Question: 2. Let Lbe the line in \({\mathbb{R}^{\bf{2}}}\) through the points \(\left( {\begin{array}{*{20}{c}}{\bf{1}}\\{\bf{4}}\end{array}} \right)\) and \(\left( {\begin{array}{*{20}{c}}{ - {\bf{2}}}\\{ - {\bf{1}}}\end{array}} \right)\). Find a linear functional f and a real number d such that \(L = \left( {f:d} \right)\).

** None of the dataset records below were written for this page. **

//! Tracing and logging setup
//!
//! Configures the `tracing` subscriber with environment-based filtering.

use tracing::Level;
use tracing_subscriber::{
    fmt::{self, format::FmtSpan},
    layer::SubscriberExt,
    util::SubscriberInitExt,
    EnvFilter,
};

use crate::config::Environment;

/// Tracing configuration options
#[derive(Debug, Clone)]
pub struct TracingConfig {
    /// Log level used when `RUST_LOG` is unset
    pub level: Level,
    /// Enable JSON output format
    pub json: bool,
    /// Include span events (new, close)
    pub span_events: bool,
    /// Include file and line numbers
    pub file_line: bool,
}

impl Default for TracingConfig {
    fn default() -> Self {
        Self {
            level: Level::INFO,
            json: false,
            span_events: false,
            file_line: true,
        }
    }
}

impl TracingConfig {
    /// Debug logging with span events, human readable
    #[must_use]
    pub fn development() -> Self {
        Self {
            level: Level::DEBUG,
            json: false,
            span_events: true,
            file_line: true,
        }
    }

    /// Info logging as JSON lines
    #[must_use]
    pub fn production() -> Self {
        Self {
            level: Level::INFO,
            json: true,
            span_events: false,
            file_line: false,
        }
    }

    #[must_use]
    pub fn for_environment(env: Environment) -> Self {
        match env {
            Environment::Development => Self::development(),
            Environment::Staging => Self::default(),
            Environment::Production => Self::production(),
        }
    }

    fn span_events(&self) -> FmtSpan {
        if self.span_events {
            FmtSpan::NEW | FmtSpan::CLOSE
        } else {
            FmtSpan::NONE
        }
    }
}

/// Try to initialize tracing with the default configuration
///
/// Uses `RUST_LOG` for filtering if set, otherwise defaults to "info".
pub fn try_init_tracing() -> Result<(), TracingError> {
    try_init_tracing_with_config(TracingConfig::default())
}

/// Try to initialize tracing with custom configuration
///
/// Safe to call more than once; later calls return `AlreadyInitialized`.
pub fn try_init_tracing_with_config(config: TracingConfig) -> Result<(), TracingError> {
    let env_filter = EnvFilter::try_from_default_env()
        .unwrap_or_else(|_| EnvFilter::new(config.level.to_string()));

    let fmt_layer = fmt::layer()
        .with_file(config.file_line)
        .with_line_number(config.file_line)
        .with_span_events(config.span_events());

    let registry = tracing_subscriber::registry().with(env_filter);

    let result = if config.json {
        registry.with(fmt_layer.json()).try_init()
    } else {
        registry.with(fmt_layer).try_init()
    };

    result.map_err(|_| TracingError::AlreadyInitialized)
}

/// Tracing initialization errors
#[derive(Debug, thiserror::Error)]
pub enum TracingError {
    #[error("Tracing subscriber already initialized")]
    AlreadyInitialized,
}
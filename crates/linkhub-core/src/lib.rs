//! # linkhub-core
//!
//! Domain layer containing entities, value objects, repository traits, and domain errors.
//! This crate has zero dependencies on infrastructure (database, web framework, etc.).

pub mod entities;
pub mod error;
pub mod traits;
pub mod value_objects;

// Re-export commonly used types at crate root
pub use entities::{
    DailyCount, Link, PlatformStats, User, UserCounts, UserPage, UserQuery, UserStatusFilter,
    UserWithCounts, View,
};
pub use error::DomainError;
pub use traits::{LinkRepository, RepoResult, StatsRepository, UserRepository, ViewRepository};
pub use value_objects::{
    is_valid_email, is_valid_url, is_valid_username, IdParseError, LinkId, Role, RoleParseError,
    Theme, ThemeParseError, UserId, ViewId,
};
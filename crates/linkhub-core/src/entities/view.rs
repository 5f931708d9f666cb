//! View entity - one recorded visit to a public page

use chrono::{DateTime, Utc};

use crate::value_objects::{UserId, ViewId};

/// Append-only page view record
#[derive(Debug, Clone, PartialEq, Eq)]
pub struct View {
    pub id: ViewId,
    pub user_id: UserId,
    pub user_agent: Option<String>,
    pub referer: Option<String>,
    pub ip_address: String,
    pub created_at: DateTime<Utc>,
}

impl View {
    pub fn new(
        user_id: UserId,
        user_agent: Option<String>,
        referer: Option<String>,
        ip_address: String,
    ) -> Self {
        Self {
            id: ViewId::new(),
            user_id,
            user_agent,
            referer,
            ip_address,
            created_at: Utc::now(),
        }
    }
}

The given two points are \(\left( {\begin{array}{*{20}{c}}1\\4\end{array}} \right)\) and \(\left( {\begin{array}{*{20}{c}}{ - 2}\\{ - 1}\end{array}} \right)\). Take \({x_1} = 1,{y_1} = 4\), and \({x_2} = - 2,{y_2} = - 1\).

The line equation is given by,

\(\begin{array}{c}\frac{{y - {y_1}}}{{{y_2} - {y_1}}} = \frac{{x - {x_1}}}{{{x_2} - {x_1}}}\\\frac{{y - 4}}{{ - 1 - 4}} = \frac{{x - 1}}{{ - 2 - 1}}\\ - 3\left( {y - 4} \right) = - 5\left( {x - 1} \right)\\ - 3y + 12 = - 5x + 5\\5x - 3y = - 7\end{array}\)

From the above equation, take the linear functionalas \(f\left( {x,y} \right) = 5x - 3y\).

The line L is as follows:

\(\begin{array}{c}L = \left\{ {x \in {\mathbb{R}^2}:5x - 3y = - 7} \right\}\\ = \left\{ {x \in {\mathbb{R}^2}:f\left( {x,y} \right) = - 7} \right\}\\L = \left( {f: - 7} \right)\end{array}\)

Therefore, linear functional is \(f\left( {x,y} \right) = 5x - 3y\), and a real number \(d = - 7\) such that \(L = \left( {f:d} \right)\).